BMC Musculoskeletal Disorders 2018 19:361

Re-infection rates and clinical outcomes following arthrodesis with intramedullary nail and external fixator for infected knee prosthesis: a systematic review and meta-analysis

Giovanni Balato, Maria Rizzo, Tiziana Ascione, Francesco Smeraglia and Massimo Mariconda


Knee arthrodesis with intramedullary (IM) nail or external fixator (EF) is the most reliable therapeutic option to achieve definitive infection control in patients with septic failure of total knee arthroplasty (TKA). The first aim of this study was to compare re-infection rates following knee arthrodesis for periprosthetic joint infection (PJI) with IM nail or EF. The second aim was to compare rates of radiographic union, complication, and re-operation as well as clinical outcomes.


A systematic search was performed in electronic databases for longitudinal studies of PJIs (minimum ten patients; minimum follow-up = 1 year) treated by knee arthrodesis with IM nail or EF. Studies were also required to report the rate of re-infection as an outcome measure. Eligible studies were meta-analyzed using random-effect models.

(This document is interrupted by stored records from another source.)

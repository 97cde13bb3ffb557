use once_cell::sync::OnceCell;
use tiktoken_rs::CoreBPE;

#[derive(Debug, thiserror::Error)]
#[error("tokenizer unavailable: {0}")]
pub struct TokenizerError(pub String);

/// Estimates how many provider-billed tokens a text will consume.
pub trait TokenEstimator: Send + Sync {
    fn count(&self, text: &str) -> Result<usize, TokenizerError>;
}

/// `cl100k_base` BPE counter, matching the GPT-4 model family.
#[derive(Default)]
pub struct Cl100kEstimator {
    bpe: OnceCell<CoreBPE>,
}

impl Cl100kEstimator {
    pub fn new() -> Self {
        Self::default()
    }

    /// Loads the encoding now so the first request does not pay for it
    /// while holding the usage lock.
    pub fn preload(&self) -> Result<(), TokenizerError> {
        self.bpe()?;
        Ok(())
    }

    fn bpe(&self) -> Result<&CoreBPE, TokenizerError> {
        self.bpe
            .get_or_try_init(tiktoken_rs::cl100k_base)
            .map_err(|e| TokenizerError(e.to_string()))
    }
}

impl TokenEstimator for Cl100kEstimator {
    fn count(&self, text: &str) -> Result<usize, TokenizerError> {
        Ok(self.bpe()?.encode_with_special_tokens(text).len())
    }
}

The rate (95% confidence intervals) of re-infection was 10.6% (95% CI 7.3 to 14.0) in IM nail arthrodesis studies. The corresponding re-infection rate for EF was 5.4% (95% CI 1.7 to 9.1). This difference was significant (p = 0.009). The use of IM nail resulted in more advantages than EF for frequency of major complications and limb shortening. Other postoperative clinical and radiographic outcomes were similar for both surgical strategies.


The available evidence from the aggregate published data suggests that knee arthrodesis with EF in the specific context of PJI has a reduced risk of re-infection in comparison with the IM nail strategy. The use of IM nail is more effective for the complication rate and shortening of the affected limb.